The backstory here: Recently, my neurologist and I decided it was time to decrease one of my medications. This was a good thing. I take the medication to help the neurological symptoms that I have from Sjogren's. It's an anti-seizure medication called Trileptal and helps control the pain and numbness that I have specifically in my trigeminal nerve. It's not something that prevents my out of whack immune system from attacking itself, so if I can tolerate a lower dose I'm not putting myself at risk of a flare.
As with all medications, there were side effects especially when I first started taking the Trileptal. I felt foggy like I was sleep walking half the time. I eventually "adjusted," but my brain still only worked at a slower speed. I felt a bit like the scarecrow from the Wizard of Oz wishing that "I only had a brain". Well, that's not exactly true, but it did feel like I could feel the wheels creaking as the they turned in my head when I had to think hard about something. When autoimmune brain fog hit, the combination was particularly frustrating. Still, the Trileptal was the best of the many seizure medications that I tried (and there were many) and feeling slow was the least of my problems at the time when I was having such severe, disabling neurological pain.
So fast forward over three years to this summer and it was finally time to try to decrease my dosage. The medicine is in a tricky class of drugs since one of the risks with going down on anti-seizure medicines, even if you don't have a history of seizures, is that you can actually have one.
My doctor gave me the basic guidelines for how to go down; I thought I'd follow what he said and would hopefully be done with it in a few weeks. Suffice it to say, it didn't end up exactly like that. When I tried to half my dose as my neurologist suggested, I found myself with bad headaches everyday and unable to sleep. What immediately became clear is that I needed to go down on this medication more gradually than the "average" person. There was no risk to going down too slowly just to going down too fast. If I haven't mentioned it before, I tend to be sensitive to medication generally and on many occasions find myself with the side effects that less than 10 percent of the population do. Lucky me!

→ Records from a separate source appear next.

//! Weighted keyword scoring.
//!
//! A post's relevance is the sum of the weights of every keyword that occurs
//! anywhere in its case-folded text. Matching is plain substring containment,
//! so `"boot"` also hits `"reboot"`.

use crate::error::{ConfigError, CoreError};
use indexmap::IndexMap;
use serde::{Deserialize, Serialize};
use std::path::Path;
use tracing::debug;

/// When the running score is compared against the threshold.
#[derive(Debug, Clone, Copy, PartialEq, Eq, Default, Serialize, Deserialize)]
#[serde(rename_all = "snake_case")]
pub enum ScorePolicy {
    /// Stop at the first keyword whose cumulative sum reaches the threshold.
    #[default]
    EarlyExit,
    /// Sum every keyword, then compare.
    FullSum,
}

/// Keyword table in the order it was loaded. Keywords are stored lowercase.
#[derive(Debug, Clone, Default, PartialEq)]
pub struct KeywordWeights {
    entries: Vec<(String, i64)>,
}

/// On-disk shape of the keyword document. The legacy file wraps the table in
/// a `text_values` key.
#[derive(Deserialize)]
#[serde(untagged)]
enum KeywordDocument {
    Wrapped { text_values: IndexMap<String, i64> },
    Bare(IndexMap<String, i64>),
}

impl KeywordWeights {
    pub fn new<I, K>(pairs: I) -> Self
    where
        I: IntoIterator<Item = (K, i64)>,
        K: AsRef<str>,
    {
        Self {
            entries: pairs
                .into_iter()
                .map(|(keyword, weight)| (keyword.as_ref().to_lowercase(), weight))
                .collect(),
        }
    }

    pub fn from_json_str(json: &str) -> Result<Self, CoreError> {
        let table = match serde_json::from_str::<KeywordDocument>(json)? {
            KeywordDocument::Wrapped { text_values } => text_values,
            KeywordDocument::Bare(table) => table,
        };
        Ok(Self::new(table))
    }

    pub fn load(path: &Path) -> Result<Self, CoreError> {
        if !path.exists() {
            return Err(ConfigError::FileNotFound {
                path: path.display().to_string(),
            }
            .into());
        }
        let content = std::fs::read_to_string(path)?;
        let weights = Self::from_json_str(&content)?;
        debug!(
            "Loaded {} keyword weights from {}",
            weights.len(),
            path.display()
        );
        Ok(weights)
    }

    pub fn len(&self) -> usize {
        self.entries.len()
    }

    pub fn is_empty(&self) -> bool {
        self.entries.is_empty()
    }

    pub fn iter(&self) -> impl Iterator<Item = (&str, i64)> {
        self.entries.iter().map(|(k, w)| (k.as_str(), *w))
    }

    /// Sum of the weights of every keyword contained in `text`, saturating at
    /// the `i64` bounds.
    pub fn score(&self, text: &str) -> i64 {
        let text = text.to_lowercase();
        self.iter()
            .filter(|(keyword, _)| text.contains(keyword))
            .fold(0i64, |total, (_, weight)| total.saturating_add(weight))
    }

    /// Like [`score`](Self::score) but stops after the first keyword at which
    /// the running total is at least `threshold`. The check runs after every
    /// keyword, matched or not.
    pub fn score_until(&self, text: &str, threshold: i64) -> i64 {
        let text = text.to_lowercase();
        let mut total: i64 = 0;
        for (keyword, weight) in self.iter() {
            if text.contains(keyword) {
                total = total.saturating_add(weight);
            }
            if total >= threshold {
                debug!("Threshold {} reached at keyword '{}'", threshold, keyword);
                break;
            }
        }
        total
    }

    pub fn score_with(&self, text: &str, threshold: i64, policy: ScorePolicy) -> i64 {
        match policy {
            ScorePolicy::EarlyExit => self.score_until(text, threshold),
            ScorePolicy::FullSum => self.score(text),
        }
    }
}

#[cfg(test)]
mod tests {
    use super::*;

    fn kali_weights() -> KeywordWeights {
        KeywordWeights::new([("boot", 4), ("kali", 6)])
    }

    #[test]
    fn test_score_sums_contained_keywords() {
        let weights = kali_weights();
        assert_eq!(weights.score("how do i dual-boot kali and windows?"), 10);
        assert_eq!(weights.score("What's your favorite distro?"), 0);
    }

    #[test]
    fn test_score_is_case_insensitive_on_both_sides() {
        let weights = KeywordWeights::new([("VirtualBox", 3)]);
        assert_eq!(weights.score("Kali in VIRTUALBOX"), 3);
    }

    #[test]
    fn test_substring_matching_ignores_word_boundaries() {
        let weights = KeywordWeights::new([("boot", 4)]);
        assert_eq!(weights.score("my laptop keeps rebooting"), 4);
    }

    #[test]
    fn test_early_exit_stops_at_first_keyword_reaching_threshold() {
        let weights = KeywordWeights::new([("kali", 6), ("boot", 4), ("wifi", 5)]);
        let text = "kali wifi boot";
        assert_eq!(weights.score(text), 15);
        // kali (6) + boot (4) reaches 10 before wifi is considered
        assert_eq!(weights.score_until(text, 10), 10);
    }

    #[test]
    fn test_early_exit_below_threshold_matches_full_sum() {
        let weights = kali_weights();
        assert_eq!(weights.score_until("kali", 10), 6);
        assert_eq!(weights.score("kali"), 6);
    }

    #[test]
    fn test_policies_diverge_with_negative_weights() {
        let weights = KeywordWeights::new([("kali", 10), ("ctf", -5)]);
        let text = "kali ctf writeup";
        assert_eq!(weights.score_with(text, 10, ScorePolicy::EarlyExit), 10);
        assert_eq!(weights.score_with(text, 10, ScorePolicy::FullSum), 5);
    }

    #[test]
    fn test_wrapped_and_bare_documents_keep_order() {
        let wrapped =
            KeywordWeights::from_json_str(r#"{"text_values": {"Zsh": 1, "apt": 2, "Grub": 3}}"#)
                .unwrap();
        let keys: Vec<&str> = wrapped.iter().map(|(k, _)| k).collect();
        assert_eq!(keys, vec!["zsh", "apt", "grub"]);

        let bare = KeywordWeights::from_json_str(r#"{"wifi": 5}"#).unwrap();
        assert_eq!(bare.len(), 1);
    }

    #[test]
    fn test_load_missing_file_is_config_error() {
        let path = std::env::temp_dir().join(format!("missing_{}.json", uuid::Uuid::new_v4()));
        let result = KeywordWeights::load(&path);
        assert!(matches!(
            result,
            Err(CoreError::Config(ConfigError::FileNotFound { .. }))
        ));
    }

    #[test]
    fn test_large_weights_saturate() {
        let weights = KeywordWeights::new([("a", i64::MAX), ("b", 1), ("c", i64::MIN)]);
        assert_eq!(weights.score("ab"), i64::MAX);
        assert_eq!(weights.score_until("ab", i64::MAX), i64::MAX);
        assert_eq!(weights.score("abc"), -1);

        let negative = KeywordWeights::new([("x", i64::MIN), ("y", -1)]);
        assert_eq!(negative.score("xy"), i64::MIN);
        assert_eq!(negative.score_until("xy", 10), i64::MIN);
    }
}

At that point, I brought my pharmacist and internist into the conversation as well. The pharmacist helped me figure out the lowest possible dose of the medication available and let me know that the pills were scored so they could be further broken down in smaller increments. Instead of going down by 300 mg or 150 mg at a time, it was actually feasible to go down by 75 mg at a time. I have now been able to lower my dose by 75 percent and instead of it being a six week process as initially planned, it took me three months. This is certainly an example where medicine is both art and science, and each patient might need a slightly different approach. I was more concerned with having the least side effects possible than being off the medication as quickly as possible. Here's a few of the quick lessons I learned through this process that will hopefully be helpful in the future.
1) Discuss an overall strategy with your doctor. Find out about withdrawal side effects with your doctor and, if there are any, which warrant a call to the office or a follow-up visit. Some side effects of changing your medication might be unavoidable so make sure to ask if there is anything you can do to better manage them and know what to watch for.
2) Keep a daily log of your medication dosage and any side effects you might notice. This can be especially useful when following up with your physician.
3) Consult your pharmacist. Not surprisingly, pharmacists sometimes know more about the metabolism, pharmacology, and timing of medications than physicians. (To me they seem to be underutilized resource in American healthcare.) My pharmacist has been an invaluable resource about drug interactions in the past. Luckily, my pharmacist and neurologist had the same general recommendation for the maximum amount that I could lower my dose each week.
4) Keep your primary care doctor or internist involved in the conversation. This is important even if you are working with a specialist. Your primary care provider often sees you more and can help coordinate care and deal with any important issues or emergencies that might come up.
5) Do your own research about possible dosing of your medication. This can be especially useful if your doctor has not given you dosing options or you are struggling with side effects. Websites such as drugs.com can be helpful for this kind of information.
6) Don't be afraid to be your own advocate and speak up, call, or email your physician. As a patient with chronic illness, I sometimes feel like a bother when I contact my doctors office. But if your physician makes you feel like one, you probably might consider getting a new physician.
7) Recognize that guidelines for medication dosing are simply that. Some people are more sensitive to medications than others. Because not everyone metabolizes drugs the same way, partnering with your doctor to develop an individualized approach to medication dosing can be important.
What have your experiences been with changing medications? Please share your stories or add any tips to the list.